NEWS HOOKS Earning PR: Madonna, Modern Family, Better Call Saul

February 26, 2015

PR on the money The Breaking Bad sequel Better Call Saul illustrated the challenge of PR in its most recent episode airing this past Monday, February 23, 2015. [Here’s your spoiler alert warning. Don’t tell me later I didn’t warn you.] Just like The Walking Dead, these AMC TV series thoroughly explore the juxtaposition of right/wrong and human desires/needs. PR does the same thing, because those are the core elements of good storytelling. (I can hear my teachers at The Goodman School of Drama now.) For those who are confused what PR actually is, just watch Better Call Saul. Let me explain.

Better Call Saul is about a shady lawyer and how he ‘breaks bad’ just like Walter ‘breaks bad’ as a chemistry teacher turned drug lord in the series by the same name. In the most recent episode, the character Saul calls the media in his town with a typical David and Goliath story about his small law firm up against the big law firm. He gets no traction. Why? The story he’s pitching is all about him. There is no overarching community story. So what does Saul do? He fakes saving a falling billboard worker from the heights of death. It’s a scam, but the media fall for it citing him front page as a lawyer by day and “hero” by night. Saul appears on TV, in print and more. His phone starts to ring with business.

While unethical, Saul ‘earns’ PR. So, how can you do it ethically?

Easy. Tell a story worth telling.

See, there are three types of marketing today: owned (that’s your website, social media accounts and so on — you control the story), paid (that’s advertising where you exchange money for a message sent to the public — you control the story) and finally … earned (that’s you or someone you hire telling your story to the media and offering you as a source to discuss the news tip and guess what, you DO NOT control the story here — the media venue does). Many people don’t understand these subtle differences. Saul’s story brilliantly illustrates it. Wag the Dog is a movie, by the way, which is a must see if you want to truly understand how we Americans consume PR stories. If it turns your stomach, don’t worry, there are ethical people, like me, working in PR. I promise there are some of us working to share good, truthful stories on a daily basis. Contributing to the ‘good of all’ is really what gets me out of bed. We are the stories we share, I believe.

Another story captivating media attention today is Madonna’s fall from the stage yesterday as reported here by Fox. Now Madonna is brilliant at PR. She has always understood how to tell a brilliant story. In this case, her accident (ouch!) makes headline news not because she planned that (probably not) but because it’s a story worth telling. If you’ve got experience with award events, dance or any type of entertainment insider information, the media will be seeking you today to talk about what went wrong with that cape on her costume. They will be telling this story because, let’s face it, Madonna is impeccable on stage as a performer. So entertainment venues of all kinds will continue to have a hey-day with this accident. Also, calling all doctors! You can ‘earn’ yourself great media coverage today talking about the types of accidents that can stem from such a stunt, shoot, I mean accident. If you look at the footage, Madonna gets pulled from several stairs, making it surprising she didn’t hurt herself more. Accidents aside, just look at Madonna’s career for other impressive PR stunts. Scrutinized and criticized, one things for sure. Madonna knows how to hold the media’s attention because she knows how to tell a good story. Not bad pipes either. I still include her pop songs when I teach Spinning at the gym to beat blogger butt.

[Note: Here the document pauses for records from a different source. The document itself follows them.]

use super::client::HttpClient;
use anyhow::Result;
use async_trait::async_trait;
use std::time::Duration;

// The registration portal rejects obvious non-browser agents.
const USER_AGENT: &str = "Mozilla/5.0 (Windows NT 10.0; Win64; x64) AppleWebKit/537.36 (KHTML, like Gecko) Chrome/91.0.4472.124 Safari/537.36";

pub struct BasicClient(reqwest::Client);

impl BasicClient {
    pub fn new() -> Self {
        Self(reqwest::Client::new())
    }

    /// Client for endpoint probing: every request is bounded by `timeout`,
    /// connects are bounded separately, and a browser user agent is sent.
    pub fn with_timeout(timeout: Duration) -> Result<Self> {
        let client = reqwest::Client::builder()
            .timeout(timeout)
            .connect_timeout(Duration::from_secs(10))
            .user_agent(USER_AGENT)
            .build()?;
        Ok(Self(client))
    }
}

impl Default for BasicClient {
    fn default() -> Self {
        Self::new()
    }
}

#[async_trait]
impl HttpClient for BasicClient {
    async fn execute(&self, req: reqwest::Request) -> reqwest::Result<reqwest::Response> {
        self.0.execute(req).await
    }
}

Speaking of holding the media’s attention, The Daily Share just had a really interesting segment on about Modern Family’s tech episode. (If you’re a tech expert, take note on this news hook!) One co-host said he was shocked that Apple didn’t pay for that, which appeared to be advertising on the popular TV show. In fact, he said it was actually ‘un-American.’ It shows we’ve come to expect that when brand names are mentioned in editorial coverage, whether on the news or in a TV series, that they are paying a premium for that advertising. What’s more, is that in today’s fast-paced technical media environment, if you have a good story to tell, people will tell it. Even if you don’t pay them. You can just say, you earned it.